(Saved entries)
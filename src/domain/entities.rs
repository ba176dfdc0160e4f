use crate::domain::errors::{PaymentError, PaymentResult};
use crate::domain::value_objects::Money;
use rust_decimal::Decimal;
use serde::{Deserialize, Serialize};
use std::fmt;

/// 默认 API 基础URL
pub const DEFAULT_BASE_URL: &str = "https://api.mch.weixin.qq.com";

/// 商户身份（按终端/租户在启动时提供，运行期只读）
#[derive(Clone, Serialize, Deserialize)]
pub struct MerchantIdentity {
    /// 商户号
    pub mchid: String,

    /// 默认 APPID（订单可覆盖）
    pub appid: Option<String>,

    /// 商户API证书序列号
    pub serial_no: String,

    /// 商户API私钥内容（PKCS#8 或 PKCS#1 PEM）
    pub private_key: String,

    /// 商户API v3密钥（用于回调通知、平台证书解密）
    pub api_v3_key: String,

    /// 支付结果通知地址
    pub notify_url: String,

    /// API基础URL
    pub base_url: String,
}

impl MerchantIdentity {
    pub fn validate(&self) -> PaymentResult<()> {
        if self.mchid.is_empty() {
            return Err(PaymentError::Configuration("mchid is required".to_string()));
        }
        if self.serial_no.is_empty() {
            return Err(PaymentError::Configuration(
                "serial_no is required".to_string(),
            ));
        }
        if self.api_v3_key.len() != 32 {
            return Err(PaymentError::Configuration(format!(
                "api_v3_key must be 32 bytes, got {}",
                self.api_v3_key.len()
            )));
        }
        if !self.notify_url.starts_with("https://") && !self.notify_url.starts_with("http://") {
            return Err(PaymentError::Configuration(format!(
                "notify_url must be an absolute URL: {}",
                self.notify_url
            )));
        }
        Ok(())
    }
}

impl fmt::Debug for MerchantIdentity {
    fn fmt(&self, f: &mut fmt::Formatter<'_>) -> fmt::Result {
        f.debug_struct("MerchantIdentity")
            .field("mchid", &self.mchid)
            .field("appid", &self.appid)
            .field("serial_no", &self.serial_no)
            .field("private_key", &"<redacted>")
            .field("api_v3_key", &"<redacted>")
            .field("notify_url", &self.notify_url)
            .field("base_url", &self.base_url)
            .finish()
    }
}

/// 下单描述
#[derive(Debug, Clone, Serialize, Deserialize)]
pub struct OrderDescriptor {
    /// 商户订单号
    pub out_trade_no: String,

    /// 支付金额（元）
    pub amount: Decimal,

    /// 商品描述
    pub description: String,

    /// 用户OpenID（公众号、小程序支付时必填）
    #[serde(default)]
    pub openid: Option<String>,

    /// H5 支付完成后的跳转地址
    #[serde(default)]
    pub redirect_url: Option<String>,

    /// 覆盖配置中的 APPID
    #[serde(default)]
    pub app_id: Option<String>,

    /// 是否指定分账
    #[serde(default)]
    pub profit_sharing: Option<bool>,

    /// 附加数据
    #[serde(default)]
    pub attach: Option<String>,
}

impl OrderDescriptor {
    pub fn new(out_trade_no: impl Into<String>, amount: Decimal, description: impl Into<String>) -> Self {
        Self {
            out_trade_no: out_trade_no.into(),
            amount,
            description: description.into(),
            openid: None,
            redirect_url: None,
            app_id: None,
            profit_sharing: None,
            attach: None,
        }
    }

    /// 校验订单，返回换算后的金额
    pub fn validate(&self) -> PaymentResult<Money> {
        // 商户订单号：6-32 位数字、大小写字母 _-|*
        let len = self.out_trade_no.len();
        if !(6..=32).contains(&len) {
            return Err(PaymentError::Validation(
                "out_trade_no must be 6-32 characters".to_string(),
            ));
        }
        if !is_order_no(&self.out_trade_no, &['_', '-', '|', '*']) {
            return Err(PaymentError::Validation(format!(
                "out_trade_no contains invalid characters: {}",
                self.out_trade_no
            )));
        }

        if self.description.is_empty() || self.description.chars().count() > 127 {
            return Err(PaymentError::Validation(
                "Description must be 1-127 characters".to_string(),
            ));
        }

        if let Some(attach) = &self.attach {
            if attach.chars().count() > 128 {
                return Err(PaymentError::Validation(
                    "attach must not exceed 128 characters".to_string(),
                ));
            }
        }

        Money::from_yuan(self.amount)
    }
}

/// 退款申请
#[derive(Debug, Clone, Serialize, Deserialize)]
pub struct RefundDescriptor {
    /// 微信支付订单号（与商户订单号二选一）
    #[serde(default)]
    pub transaction_id: Option<String>,

    /// 商户订单号
    #[serde(default)]
    pub out_trade_no: Option<String>,

    /// 商户退款单号
    pub out_refund_no: String,

    /// 退款原因
    #[serde(default)]
    pub reason: Option<String>,

    /// 退款金额（元）
    pub refund: Decimal,

    /// 原订单金额（元）
    pub total: Decimal,
}

impl RefundDescriptor {
    /// 校验退款申请，返回 (退款金额, 原订单金额)
    pub fn validate(&self) -> PaymentResult<(Money, Money)> {
        if self.transaction_id.is_none() && self.out_trade_no.is_none() {
            return Err(PaymentError::Validation(
                "Either transaction_id or out_trade_no is required".to_string(),
            ));
        }

        let len = self.out_refund_no.len();
        if !(1..=64).contains(&len) || !is_order_no(&self.out_refund_no, &['_', '-', '|', '*', '@']) {
            return Err(PaymentError::Validation(format!(
                "Invalid out_refund_no: {}",
                self.out_refund_no
            )));
        }

        let refund = Money::from_yuan(self.refund)?;
        let total = Money::from_yuan(self.total)?;
        if refund.to_cents() > total.to_cents() {
            return Err(PaymentError::InvalidAmount(format!(
                "refund {} exceeds total {}",
                refund, total
            )));
        }

        Ok((refund, total))
    }
}

fn is_order_no(value: &str, punctuation: &[char]) -> bool {
    value
        .chars()
        .all(|c| c.is_ascii_alphanumeric() || punctuation.contains(&c))
}
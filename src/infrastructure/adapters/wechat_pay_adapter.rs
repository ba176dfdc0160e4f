use crate::domain::errors::PaymentResult;
use crate::domain::MerchantIdentity;
use crate::infrastructure::crypto::{SignerCache, build_authorization, build_sign_message, generate_nonce};
use crate::ports::wechat_pay_port::*;
use async_trait::async_trait;
use reqwest::Client;
use reqwest::header::{ACCEPT, AUTHORIZATION, CONTENT_TYPE, USER_AGENT};
use std::collections::HashMap;
use std::time::Duration;
use tracing::{debug, warn};

const CLIENT_USER_AGENT: &str = concat!("wechat-pay-gateway/", env!("CARGO_PKG_VERSION"));

/// 微信支付 HTTP 适配器
///
/// 只负责签名与传输；应答验签、业务解析由应用层完成。
pub struct WeChatPayAdapter {
    client: Client,
    signers: SignerCache,
}

impl WeChatPayAdapter {
    pub fn new(timeout: Duration) -> PaymentResult<Self> {
        let client = Client::builder().timeout(timeout).build()?;
        Ok(Self::with_client(client))
    }

    pub fn with_client(client: Client) -> Self {
        Self {
            client,
            signers: SignerCache::new(),
        }
    }

    /// 生成 Authorization 头
    fn authorization(&self, merchant: &MerchantIdentity, request: &UpstreamRequest) -> PaymentResult<String> {
        let timestamp = chrono::Utc::now().timestamp();
        let nonce = generate_nonce();
        let message = build_sign_message(
            &request.method.to_string(),
            &request.path,
            timestamp,
            &nonce,
            request.body_str(),
        );
        let signature = self.signers.get(merchant)?.sign(&message);

        Ok(build_authorization(
            &merchant.mchid,
            &merchant.serial_no,
            timestamp,
            &nonce,
            &signature,
        ))
    }
}

#[async_trait]
impl WeChatPayPort for WeChatPayAdapter {
    async fn send(
        &self,
        merchant: &MerchantIdentity,
        request: &UpstreamRequest,
    ) -> PaymentResult<UpstreamResponse> {
        let url = format!("{}{}", merchant.base_url.trim_end_matches('/'), request.path);
        let authorization = self.authorization(merchant, request)?;

        let builder = match request.method {
            HttpMethod::Get => self.client.get(&url),
            HttpMethod::Post => self
                .client
                .post(&url)
                .header(CONTENT_TYPE, "application/json")
                .body(request.body_str().to_string()),
        };

        debug!(method = %request.method, path = %request.path, body = request.body_str(), "WeChat pay request");

        let response = builder
            .header(AUTHORIZATION, authorization)
            .header(ACCEPT, "application/json")
            .header(USER_AGENT, CLIENT_USER_AGENT)
            .send()
            .await?;

        let status = response.status().as_u16();
        let headers: HashMap<String, String> = response
            .headers()
            .iter()
            .filter_map(|(name, value)| {
                value
                    .to_str()
                    .ok()
                    .map(|v| (name.as_str().to_ascii_lowercase(), v.to_string()))
            })
            .collect();
        let mut upstream = UpstreamResponse::from_raw(status, response.bytes().await?.to_vec());
        upstream.headers = headers;

        if upstream.is_success() {
            debug!(status, body = %upstream.body, "WeChat pay response");
        } else {
            warn!(status, path = %request.path, body = %upstream.body, "WeChat pay API error");
        }

        Ok(upstream)
    }
}
pub mod dispatcher;
pub mod dto;
pub mod notify_service;
pub mod order_builder;
pub mod payment_service;
pub mod profit_sharing_service;
pub mod response;
pub mod verifier;

pub use dispatcher::{DispatchPolicy, Dispatcher, EventSubscription};
pub use dto::*;
pub use notify_service::PayNotifyService;
pub use order_builder::{OrderBuilder, PrepayRequest};
pub use payment_service::PaymentService;
pub use profit_sharing_service::ProfitSharingService;
pub use response::{ResponseVerification, read_result};
pub use verifier::{MAX_CLOCK_OFFSET, NotificationVerifier};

*WHAT YOU SHOULD DO*
Among the lines above, count those containing the string "WeChatPayAdapter"; please give the count alone.

*REPLY*
3